Segment Start: Data listing
//! Parses the lexer-generator specification language: named regular
//! definitions, the list of lex states, the list of lexical unit names,
//! and the per-state rules that bind a regex to an action.

use frisc_util::FxHashMap;

use crate::error::{LexGenError, Result};
use crate::rewrite::{rewrite_operators, splice_named, validate_groups};
use crate::token::RegexTokens;

/// One `STATE> regex { ... }` rule as written in the specification.
pub struct RawRule {
    pub lex_state: String,
    pub regex: RegexTokens,
    pub unit_to_add: String,
    pub new_line: bool,
    pub enter_state: Option<String>,
    pub go_back: u32,
}

/// The specification after named definitions have been rewritten and
/// spliced into every regex that references them.
pub struct ParsedSpec {
    pub lex_states: Vec<String>,
    pub units: Vec<String>,
    pub rules: Vec<RawRule>,
}

/// Parses `source`, which must have the shape:
///
/// ```text
/// {name} regex
/// {name} regex
/// ...
/// % STATE1 STATE2 ...
/// UNIT1 UNIT2 ...
/// <STATE>regex
/// {
/// UNIT_TO_ADD
/// NOVI_REDAK
/// UDJI_U_STANJE OTHER_STATE
/// VRATI_SE n
/// }
/// ...
/// ```
///
/// `%` terminates the block of named definitions; what follows it on the
/// same line lists the lex states, the following line lists the lexical
/// unit names, and every remaining line pair/block is a rule.
pub fn parse(source: &str) -> Result<ParsedSpec> {
    let mut lines = source.lines().enumerate().peekable();
    let mut defs: FxHashMap<String, RegexTokens> = FxHashMap::default();

    let mut header_line = None;
    while let Some(&(lineno, line)) = lines.peek() {
        if line.trim_start().starts_with('%') {
            header_line = Some(line);
            lines.next();
            break;
        }
        lines.next();
        let (name, raw_regex) = parse_definition(line, lineno)?;
        let tokens = rewrite_operators(raw_regex);
        let spliced = splice_named(&tokens, &defs)?;
        validate_groups(&spliced)?;
        defs.insert(name, spliced);
    }

    let header = header_line.ok_or_else(|| LexGenError::MalformedSpec {
        line: 0,
        reason: "missing `%` line listing lex states".to_string(),
    })?;
    let lex_states: Vec<String> = header
        .trim_start_matches('%')
        .split_whitespace()
        .map(str::to_string)
        .collect();

    let (_units_lineno, units_line) = lines.next().ok_or_else(|| LexGenError::MalformedSpec {
        line: 0,
        reason: "missing lexical unit name line".to_string(),
    })?;
    let units: Vec<String> = units_line.split_whitespace().map(str::to_string).collect();

    let mut rules = Vec::new();
    while let Some((lineno, line)) = lines.next() {
        if line.trim().is_empty() {
            continue;
        }
        let (lex_state, raw_regex) = parse_rule_header(line, lineno)?;
        let tokens = rewrite_operators(raw_regex);
        let regex = splice_named(&tokens, &defs)?;
        validate_groups(&regex)?;

        expect_line(&mut lines, lineno, "{")?;
        let (_, unit_to_add) = lines.next().ok_or_else(|| LexGenError::MalformedSpec {
            line: lineno,
            reason: "rule body missing UNIT_TO_ADD line".to_string(),
        })?;

        let mut new_line = false;
        let mut enter_state = None;
        let mut go_back = 0u32;
        loop {
            let (action_lineno, action_line) = lines.next().ok_or_else(|| LexGenError::MalformedSpec {
                line: lineno,
                reason: "unterminated rule body".to_string(),
            })?;
            if action_line == "}" {
                break;
            } else if action_line == "NOVI_REDAK" {
                new_line = true;
            } else if let Some(rest) = action_line.strip_prefix("UDJI_U_STANJE ") {
                enter_state = Some(rest.to_string());
            } else if let Some(rest) = action_line.strip_prefix("VRATI_SE ") {
                go_back = rest.trim().parse().map_err(|_| LexGenError::MalformedSpec {
                    line: action_lineno,
                    reason: "VRATI_SE argument is not an integer".to_string(),
                })?;
            } else if !action_line.trim().is_empty() {
                return Err(LexGenError::MalformedSpec {
                    line: action_lineno,
                    reason: format!("unrecognized rule action `{action_line}`"),
                });
            }
        }

        rules.push(RawRule {
            lex_state,
            regex,
            unit_to_add: unit_to_add.to_string(),
            new_line,
            enter_state,
            go_back,
        });
    }

    Ok(ParsedSpec { lex_states, units, rules })
}

fn parse_definition(line: &str, lineno: usize) -> Result<(String, &str)> {
    let open = line.find('{').ok_or_else(|| LexGenError::MalformedSpec {
        line: lineno,
        reason: "named definition missing `{`".to_string(),
    })?;
    let close = line.find('}').ok_or_else(|| LexGenError::MalformedSpec {
        line: lineno,
        reason: "named definition missing `}`".to_string(),
    })?;
    let name = line[open + 1..close].to_string();
    let regex = line[close + 1..].trim_start();
    Ok((name, regex))
}

fn parse_rule_header(line: &str, lineno: usize) -> Result<(String, &str)> {
    let rest = line.strip_prefix('<').ok_or_else(|| LexGenError::MalformedSpec {
        line: lineno,
        reason: "rule header must start with `<STATE>regex`".to_string(),
    })?;
    let close = rest.find('>').ok_or_else(|| LexGenError::MalformedSpec {
        line: lineno,
        reason: "rule header missing `>` after lex state name".to_string(),
    })?;
    Ok((rest[..close].to_string(), &rest[close + 1..]))
}

fn expect_line<'a>(
    lines: &mut std::iter::Peekable<impl Iterator<Item = (usize, &'a str)>>,
    lineno: usize,
    expected: &str,
) -> Result<()> {
    match lines.next() {
        Some((_, line)) if line == expected => Ok(()),
        _ => Err(LexGenError::MalformedSpec {
            line: lineno,
            reason: format!("expected `{expected}`"),
        }),
    }
}

#[cfg(test)]
mod tests {
    use super::*;

    const SAMPLE: &str = "{digit}0|1|2|3|4|5|6|7|8|9\n\
% START COMMENT\n\
BROJ\n\
<START>{digit}*\n\
{\n\
BROJ\n\
}\n\
<START>\\_\n\
{\n\
-\n\
}\n";

    #[test]
    fn parses_states_units_and_rules() {
        let parsed = parse(SAMPLE).unwrap();
        assert_eq!(parsed.lex_states, vec!["START", "COMMENT"]);
        assert_eq!(parsed.units, vec!["BROJ"]);
        assert_eq!(parsed.rules.len(), 2);
        assert_eq!(parsed.rules[0].unit_to_add, "BROJ");
        assert_eq!(parsed.rules[1].unit_to_add, "-");
    }

    #[test]
    fn rejects_missing_header() {
        assert!(parse("{digit}0\nSTART\n").is_err());
    }
}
Segment End: Data listing
Each record should be given again exactly as it reads.

//! Parses the lexer-generator specification language: named regular
//! definitions, the list of lex states, the list of lexical unit names,
//! and the per-state rules that bind a regex to an action.

use frisc_util::FxHashMap;

use crate::error::{LexGenError, Result};
use crate::rewrite::{rewrite_operators, splice_named, validate_groups};
use crate::token::RegexTokens;

/// One `STATE> regex { ... }` rule as written in the specification.
pub struct RawRule {
    pub lex_state: String,
    pub regex: RegexTokens,
    pub unit_to_add: String,
    pub new_line: bool,
    pub enter_state: Option<String>,
    pub go_back: u32,
}

/// The specification after named definitions have been rewritten and
/// spliced into every regex that references them.
pub struct ParsedSpec {
    pub lex_states: Vec<String>,
    pub units: Vec<String>,
    pub rules: Vec<RawRule>,
}

/// Parses `source`, which must have the shape:
///
/// ```text
/// {name} regex
/// {name} regex
/// ...
/// % STATE1 STATE2 ...
/// UNIT1 UNIT2 ...
/// <STATE>regex
/// {
/// UNIT_TO_ADD
/// NOVI_REDAK
/// UDJI_U_STANJE OTHER_STATE
/// VRATI_SE n
/// }
/// ...
/// ```
///
/// `%` terminates the block of named definitions; what follows it on the
/// same line lists the lex states, the following line lists the lexical
/// unit names, and every remaining line pair/block is a rule.
pub fn parse(source: &str) -> Result<ParsedSpec> {
    let mut lines = source.lines().enumerate().peekable();
    let mut defs: FxHashMap<String, RegexTokens> = FxHashMap::default();

    let mut header_line = None;
    while let Some(&(lineno, line)) = lines.peek() {
        if line.trim_start().starts_with('%') {
            header_line = Some(line);
            lines.next();
            break;
        }
        lines.next();
        let (name, raw_regex) = parse_definition(line, lineno)?;
        let tokens = rewrite_operators(raw_regex);
        let spliced = splice_named(&tokens, &defs)?;
        validate_groups(&spliced)?;
        defs.insert(name, spliced);
    }

    let header = header_line.ok_or_else(|| LexGenError::MalformedSpec {
        line: 0,
        reason: "missing `%` line listing lex states".to_string(),
    })?;
    let lex_states: Vec<String> = header
        .trim_start_matches('%')
        .split_whitespace()
        .map(str::to_string)
        .collect();

    let (_units_lineno, units_line) = lines.next().ok_or_else(|| LexGenError::MalformedSpec {
        line: 0,
        reason: "missing lexical unit name line".to_string(),
    })?;
    let units: Vec<String> = units_line.split_whitespace().map(str::to_string).collect();

    let mut rules = Vec::new();
    while let Some((lineno, line)) = lines.next() {
        if line.trim().is_empty() {
            continue;
        }
        let (lex_state, raw_regex) = parse_rule_header(line, lineno)?;
        let tokens = rewrite_operators(raw_regex);
        let regex = splice_named(&tokens, &defs)?;
        validate_groups(&regex)?;

        expect_line(&mut lines, lineno, "{")?;
        let (_, unit_to_add) = lines.next().ok_or_else(|| LexGenError::MalformedSpec {
            line: lineno,
            reason: "rule body missing UNIT_TO_ADD line".to_string(),
        })?;

        let mut new_line = false;
        let mut enter_state = None;
        let mut go_back = 0u32;
        loop {
            let (action_lineno, action_line) = lines.next().ok_or_else(|| LexGenError::MalformedSpec {
                line: lineno,
                reason: "unterminated rule body".to_string(),
            })?;
            if action_line == "}" {
                break;
            } else if action_line == "NOVI_REDAK" {
                new_line = true;
            } else if let Some(rest) = action_line.strip_prefix("UDJI_U_STANJE ") {
                enter_state = Some(rest.to_string());
            } else if let Some(rest) = action_line.strip_prefix("VRATI_SE ") {
                go_back = rest.trim().parse().map_err(|_| LexGenError::MalformedSpec {
                    line: action_lineno,
                    reason: "VRATI_SE argument is not an integer".to_string(),
                })?;
            } else if !action_line.trim().is_empty() {
                return Err(LexGenError::MalformedSpec {
                    line: action_lineno,
                    reason: format!("unrecognized rule action `{action_line}`"),
                });
            }
        }

        rules.push(RawRule {
            lex_state,
            regex,
            unit_to_add: unit_to_add.to_string(),
            new_line,
            enter_state,
            go_back,
        });
    }

    Ok(ParsedSpec { lex_states, units, rules })
}

fn parse_definition(line: &str, lineno: usize) -> Result<(String, &str)> {
    let open = line.find('{').ok_or_else(|| LexGenError::MalformedSpec {
        line: lineno,
        reason: "named definition missing `{`".to_string(),
    })?;
    let close = line.find('}').ok_or_else(|| LexGenError::MalformedSpec {
        line: lineno,
        reason: "named definition missing `}`".to_string(),
    })?;
    let name = line[open + 1..close].to_string();
    let regex = line[close + 1..].trim_start();
    Ok((name, regex))
}

fn parse_rule_header(line: &str, lineno: usize) -> Result<(String, &str)> {
    let rest = line.strip_prefix('<').ok_or_else(|| LexGenError::MalformedSpec {
        line: lineno,
        reason: "rule header must start with `<STATE>regex`".to_string(),
    })?;
    let close = rest.find('>').ok_or_else(|| LexGenError::MalformedSpec {
        line: lineno,
        reason: "rule header missing `>` after lex state name".to_string(),
    })?;
    Ok((rest[..close].to_string(), &rest[close + 1..]))
}

fn expect_line<'a>(
    lines: &mut std::iter::Peekable<impl Iterator<Item = (usize, &'a str)>>,
    lineno: usize,
    expected: &str,
) -> Result<()> {
    match lines.next() {
        Some((_, line)) if line == expected => Ok(()),
        _ => Err(LexGenError::MalformedSpec {
            line: lineno,
            reason: format!("expected `{expected}`"),
        }),
    }
}

#[cfg(test)]
mod tests {
    use super::*;

    const SAMPLE: &str = "{digit}0|1|2|3|4|5|6|7|8|9\n\
% START COMMENT\n\
BROJ\n\
<START>{digit}*\n\
{\n\
BROJ\n\
}\n\
<START>\\_\n\
{\n\
-\n\
}\n";

    #[test]
    fn parses_states_units_and_rules() {
        let parsed = parse(SAMPLE).unwrap();
        assert_eq!(parsed.lex_states, vec!["START", "COMMENT"]);
        assert_eq!(parsed.units, vec!["BROJ"]);
        assert_eq!(parsed.rules.len(), 2);
        assert_eq!(parsed.rules[0].unit_to_add, "BROJ");
        assert_eq!(parsed.rules[1].unit_to_add, "-");
    }

    #[test]
    fn rejects_missing_header() {
        assert!(parse("{digit}0\nSTART\n").is_err());
    }
}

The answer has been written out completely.